Investigating the Relationship between Information Risk with Bubble Price Probability in Companies Listed in Tehran Stock Exchange
The main purpose of this study is to investigate the relationship between information risk in the form of two indicators of volatility risk and arbitrage risk with the probability of price bubble of companies' stocks. For this purpose, data related to 109 companies active in the stock exchange during the period 2011-2017 were selected as a sample by systematic removal sampling method. Lack of transparency regarding companies' financial information as well as price manipulation leads to stock price bubble; finally, this false information causes the price bubble to burst and the price of financial assets to fall sharply, leading to a financial crisis in the capital market. If the stock price in the market is not reasonable and suffers from severe fluctuations and the formation of price bubbles, securities will not be valued properly based on their actual performance, and ultimately prices as an indicator cannot show their correct and real performance. In fact, financial information about each company is very important when estimating the value of stock prices. Investors use this public financial information to assess the future prospects of each company.

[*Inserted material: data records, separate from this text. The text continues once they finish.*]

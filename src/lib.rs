//! Gateway Interface (GI) engine for a PBX
//!
//! GI lets an external program drive a live call over a line protocol. The
//! program is either a local executable talking over its stdin/stdout, or a
//! network gateway reached with a `gi://host[:port][/script]` URL. The engine
//! sends a preamble describing the call, then reads one command per line,
//! dispatches it to a handler and writes a `200 result=...` reply, while
//! relaying voice frames to an optional audio side channel.
//!
//! # Architecture
//!
//! - [`Transport`] launches the program and owns its streams and process
//! - [`GiSession`] runs the loop between the [`Channel`] and the transport
//! - [`Registry`] maps verb words to [`CommandHandler`]s
//! - [`Services`] carries the key-value store, application registry and
//!   channel directory that handlers consume
//!
//! # Example
//!
//! ```rust,no_run
//! use pbx_gi_tokio::{launch_and_run, Channel, GiConfig, GiRequest, Registry, Services};
//!
//! async fn run_gi(channel: &mut dyn Channel) -> Result<(), pbx_gi_tokio::GiError> {
//!     let config = GiConfig::new().with_script_dir("/var/lib/pbx/gi-bin");
//!     let request = GiRequest::from_app_data("ivr.sh,welcome")?;
//!     let status = launch_and_run(
//!         channel,
//!         &request,
//!         &config,
//!         &Services::default(),
//!         Registry::global(),
//!     )
//!     .await?;
//!     println!("GI finished with status {}", status.code());
//!     Ok(())
//! }
//! ```

pub mod channel;
pub mod config;
pub mod error;
pub mod handlers;
pub mod preamble;
pub mod registry;
pub mod reply;
pub mod services;
pub mod session;
pub mod transport;

pub(crate) mod buffer;
pub(crate) mod constants;
pub(crate) mod parser;

pub use channel::{
    CallerId, Channel, ChannelError, ChannelInfo, ChannelResult, ChannelState, ControlPlayback,
    DigitsOutcome, Frame, Playback, PlaybackOutcome, RecordEnd, RecordOutcome, Recording,
    SayRequest, TddMode,
};
pub use config::GiConfig;
pub use constants::{DEFAULT_GI_PORT, KEEPALIVE_STATUS, MAX_ARGS, STATUS_VARIABLE};
pub use error::{GiError, GiResult};
pub use handlers::{Builtin, CommandContext, CommandHandler, SessionInfo};
pub use parser::parse_command;
pub use preamble::Preamble;
pub use registry::{CommandDescriptor, MatchMode, Registry};
pub use reply::{usage_block, HandlerResult, Reply};
pub use services::{
    AppOutcome, ApplicationRegistry, ChannelDirectory, ChannelGuard, ChannelTable, KeyValueStore,
    MemoryStore, NoApplications, Services, SharedChannel,
};
pub use session::{debug_enabled, launch_and_run, set_debug, GiSession, SessionState, SessionStatus};
pub use transport::{AudioSink, CommandReader, GiRequest, ProcessHandle, ProgramSpec, Transport};
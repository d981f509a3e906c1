//! Reply framing and handler results

use crate::constants::*;
use std::fmt;

/// A `200 result=...` reply
#[derive(Debug, Clone, PartialEq, Eq)]
pub struct Reply {
    /// Value of the `result=` field
    result: String,
    /// `key=value` fields following the result
    extras: Vec<(String, String)>,
    /// Parenthesized payload at the end of the line
    payload: Option<String>,
}

impl Reply {
    /// Reply carrying a numeric result
    pub fn new(result: i64) -> Self {
        Self::text(result.to_string())
    }

    /// Reply carrying a non-numeric result such as a digit string
    pub fn text(result: impl Into<String>) -> Self {
        Self {
            result: result.into(),
            extras: Vec::new(),
            payload: None,
        }
    }

    /// Reply whose result is the character code of a digit, or 0 for none
    pub fn digit(digit: Option<char>) -> Self {
        Self::new(digit.map_or(0, |d| d as i64))
    }

    /// Add a `key=value` field
    pub fn extra(mut self, key: &str, value: impl fmt::Display) -> Self {
        self.extras
            .push((key.to_string(), value.to_string()));
        self
    }

    /// Add the `endpos=` field
    pub fn endpos(self, position: u64) -> Self {
        self.extra("endpos", position)
    }

    /// Set the parenthesized payload
    pub fn payload(mut self, payload: impl Into<String>) -> Self {
        self.payload = Some(payload.into());
        self
    }

    pub fn result(&self) -> &str {
        &self.result
    }

    pub fn payload_text(&self) -> Option<&str> {
        self.payload
            .as_deref()
    }

    /// Build the reply line including its terminator
    pub fn to_wire_format(&self) -> String {
        let mut line = format!("{} result={}", REPLY_OK, self.result);
        for (key, value) in &self.extras {
            line.push(' ');
            line.push_str(key);
            line.push('=');
            line.push_str(value);
        }
        if let Some(payload) = &self.payload {
            line.push_str(" (");
            line.push_str(payload);
            line.push(')');
        }
        line.push_str(LINE_TERMINATOR);
        line
    }
}

impl fmt::Display for Reply {
    fn fmt(&self, f: &mut fmt::Formatter<'_>) -> fmt::Result {
        f.write_str(
            self.to_wire_format()
                .trim_end(),
        )
    }
}

/// Outcome of one command handler invocation
#[derive(Debug, Clone, PartialEq, Eq)]
pub enum HandlerResult {
    /// Write the reply, keep the session running
    Success(Reply),
    /// Channel gone or unrecoverable channel I/O; the reply, if any, is
    /// sent best effort before the session terminates
    Failure(Option<Reply>),
    /// Argument count or shape invalid; write the usage block
    ShowUsage,
    /// End the session normally, caller enters keep-alive continuation
    KeepAlive,
}

impl HandlerResult {
    /// `Success` with a bare numeric result
    pub fn ok(result: i64) -> Self {
        HandlerResult::Success(Reply::new(result))
    }

    /// `Failure` announcing `result=-1`
    pub fn failed() -> Self {
        HandlerResult::Failure(Some(Reply::new(-1)))
    }
}

/// Usage block sent for [`HandlerResult::ShowUsage`]
pub fn usage_block(usage: &str) -> String {
    let mut block = String::with_capacity(USAGE_HEADER.len() + usage.len() + USAGE_TRAILER.len() + 1);
    block.push_str(USAGE_HEADER);
    block.push_str(usage);
    if !usage.ends_with(LINE_TERMINATOR) {
        block.push_str(LINE_TERMINATOR);
    }
    block.push_str(USAGE_TRAILER);
    block
}
//! DATABASE verbs over the key-value store collaborator.

use super::CommandContext;
use crate::reply::{HandlerResult, Reply};
use tracing::warn;

pub(super) fn get(ctx: &mut CommandContext<'_>, args: &[String]) -> HandlerResult {
    match ctx
        .services
        .store
        .get(&args[0], &args[1])
    {
        Ok(Some(value)) => HandlerResult::Success(Reply::new(1).payload(value)),
        Ok(None) => HandlerResult::ok(0),
        Err(e) => {
            warn!("DATABASE GET /{}/{} failed: {}", args[0], args[1], e);
            HandlerResult::ok(0)
        }
    }
}

pub(super) fn put(ctx: &mut CommandContext<'_>, args: &[String]) -> HandlerResult {
    match ctx
        .services
        .store
        .put(&args[0], &args[1], &args[2])
    {
        Ok(()) => HandlerResult::ok(1),
        Err(e) => {
            warn!("DATABASE PUT /{}/{} failed: {}", args[0], args[1], e);
            HandlerResult::ok(0)
        }
    }
}

pub(super) fn del(ctx: &mut CommandContext<'_>, args: &[String]) -> HandlerResult {
    match ctx
        .services
        .store
        .del(&args[0], &args[1])
    {
        Ok(true) => HandlerResult::ok(1),
        Ok(false) => HandlerResult::ok(0),
        Err(e) => {
            warn!("DATABASE DEL /{}/{} failed: {}", args[0], args[1], e);
            HandlerResult::ok(0)
        }
    }
}

pub(super) fn deltree(ctx: &mut CommandContext<'_>, args: &[String]) -> HandlerResult {
    let keytree = args
        .get(1)
        .map(String::as_str)
        .filter(|t| !t.is_empty());
    match ctx
        .services
        .store
        .deltree(&args[0], keytree)
    {
        Ok(0) => HandlerResult::ok(0),
        Ok(_) => HandlerResult::ok(1),
        Err(e) => {
            warn!("DATABASE DELTREE /{} failed: {}", args[0], e);
            HandlerResult::ok(0)
        }
    }
}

The research hypotheses were designed in line with the objectives of the research by examining the relationship between information risk (which includes arbitrage risk and stock volatility risk) and stock price bubbles measured by a new method. This method of measuring the price bubble takes into account the probability of the bubble occurring. The price bubble probability variable was calculated on the weekly stock data through SADF test, which is a set of right-sequence tests used to predict the periods of the price bubble occurrence. Then, through two regression models of panel data, the effect of information risk indicators along with the most important variables affecting the price bubble on the research dependent variable was investigated.
The results of estimating the first model of the research indicate the existence of a positive and significant relationship between stock volatility risk and the possibility of price bubbles in the company's stocks. This suggests that increased volatility risk as an indicator of information risk can be an important factor in the formation of a price bubble in corporate stocks; therefore, the first hypothesis of the research is confirmed. Also, in confirming the estimation results of the previous model, arbitrage risk, like volatility risk, has a positive and significant relationship with the probability of price bubbles. This means that by increasing the arbitrage risk per share, one can expect more price bubbles to occur, indicating that the second hypothesis of the research is confirmed.The results also showed that the share of institutional shareholders has a positive and significant effect on the probability of price bubble. These results indicate inactive institutional owners in companies. In fact, if institutional owners directly manage the company's stock in the market, they will not allow a price bubbleto be formed in the stock. In more floating stocks, the price bubble is less likely to occur. The value of book value to market value has a negative and significant relationship with the probability of price bubbles. That company is more registered, and this shows that the company is in a good financial position and growth.Also,the price of such companies shares will grow without occurring any bubble with the reason of intrinsic value. As the size of the company grows, so does the likelihood of a price bubble. It seems that in small companies, despite more asymmetric information, the potential for price manipulation can be good candidates to create a price bubble.
considering that the results of experimental testing of research hypotheses in line with theoretical expectations showed that there is a positive and significant relationship between information risk and the possibility of price bubbles.Therefore, it is necessary for managers, observers and capital market policymakers to stabilize or Limit market fluctuations to reduce the information risk of companies' stocks.